### TASK PROMPT
Go through the entries below and return every line that contains "struct".
::::::
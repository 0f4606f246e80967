// This Source Code Form is subject to the terms of the Mozilla Public
// License, v. 2.0. If a copy of the MPL was not distributed with this
// file, You can obtain one at http://mozilla.org/MPL/2.0/.

use crate::util::error::Error;
use base64::{engine::general_purpose::STANDARD, Engine};

/// Codec for plain text content which may be absent.
pub struct PlainText;

impl PlainText {
    pub fn decode(s: &str) -> Result<Option<String>, Error> {
        Ok(match s {
            "" => None,
            text => Some(text.to_owned()),
        })
    }

    pub fn encode(string: &Option<String>) -> Option<String> {
        string.as_ref().map(ToOwned::to_owned)
    }
}

/// Codec wrapping base64 encode/decode.
///
/// An empty payload is represented on the wire by a single `=`, as SASL
/// elements require.
pub struct Base64;

impl Base64 {
    pub fn decode(s: &str) -> Result<Vec<u8>, Error> {
        if s == "=" {
            return Ok(Vec::new());
        }
        Ok(STANDARD.decode(s)?)
    }

    pub fn encode(b: &[u8]) -> Option<String> {
        if b.is_empty() {
            return Some(String::from("="));
        }
        Some(STANDARD.encode(b))
    }
}

#[cfg(test)]
mod tests {
    use super::*;

    #[test]
    fn base64_empty_payload_convention() {
        assert_eq!(Base64::encode(&[]).unwrap(), "=");
        assert_eq!(Base64::decode("=").unwrap(), Vec::<u8>::new());
    }
}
::::::
### OUTPUT FOR THIS TASK
pub struct PlainText;
pub struct Base64;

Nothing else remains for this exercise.